Sorry to here about your buddies Quad, I'll keep an eye out for it up here! If that helps.


----------



## tumbleweed (Nov 23, 2009)

IBBruin said:


> So I'm driving down Hwy 84 between Laural and Waynesboro and see a big dark green wheeler on a trailer sitting at a gas station. I only caught a passing glance. It had the radiator on the rack, big outlaws and from what I could tell, very similar if not identical wheels. It was dark and I really couldn't make it out that good. I whipped around, pulled in behind it to write down the tag number of the truck to find out it was a Brute. Had my heart pumping there for a second!


:haha:lol yea i know what you mean i did almost the same thing but i chased a guy down breaking every law on the road and probably some that hasnt been written yet ! to find out it wasnt it. thanks guys for all your eyes just keep me in mind while your out n about...


----------



## Brute650i (Dec 17, 2008)

You gotta be kidding me. Was it Curtis's bike? Ill keep a lookout for it in my area. I just made the trade with him for his 28 backs if it was.

This sucks to hear and hope he has insurance on it. he is a good guy and doesnt deserve for some low life to steal something that he paid hard earned cash for. I hope the thief gets put under the jail


----------



## phreebsd (Dec 16, 2004)

these stories are all too common.
sad nonetheless. I hope the quad is recovered.


----------



## Brute650i (Dec 17, 2008)

this is one reason i got insurance on my bike. I can deal with it if I do something to tear it up but if someone stole it then i would be outraged to say the least.
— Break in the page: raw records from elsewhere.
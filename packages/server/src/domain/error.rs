//! Domain error types.

use thiserror::Error;

/// Failure to enqueue a message into a connection's delivery queue.
///
/// The hub treats every variant as an unresponsive participant and evicts it.
#[derive(Debug, Clone, PartialEq, Eq, Error)]
pub enum DeliveryError {
    /// The delivery queue has no free slot
    #[error("delivery queue is full")]
    Full,

    /// The delivery queue was closed, either by the hub or because the outbound pump stopped
    #[error("delivery queue is closed")]
    Closed,

    /// The connection has not been admitted by the hub yet
    #[error("connection has not joined the room")]
    NotJoined,
}

/// Transport-level failure. Always treated as a disconnect.
#[derive(Debug, Clone, PartialEq, Eq, Error)]
pub enum TransportError {
    /// The peer closed the connection, or the stream ended
    #[error("transport closed")]
    Closed,

    /// Reading from or writing to the transport failed
    #[error("transport I/O failed: {0}")]
    Io(String),

    /// The message could not be encoded for the wire
    #[error("failed to encode message: {0}")]
    Encode(String),
}

/// The hub's coordination loop is no longer accepting events.
#[derive(Debug, Clone, PartialEq, Eq, Error)]
pub enum HubError {
    /// The coordinator has stopped, or the reply was dropped before it answered
    #[error("hub coordinator is not running")]
    Unavailable,
}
again ill keep a lookout for it.


----------



## 08GreenBrute (Jul 13, 2009)

i learned my lesson the hard way with the first brute insurance is a necessity its well worth the money in that just in case moment


----------



## Brute650i (Dec 17, 2008)

Update?


----------



## tumbleweed (Nov 23, 2009)

nothing really we thought we had found out where it was but no luck . we kinda look like a dog chasing his tail we will get wind of something and it turns up nothing but you have to look cause you never know ....thanks for asking


----------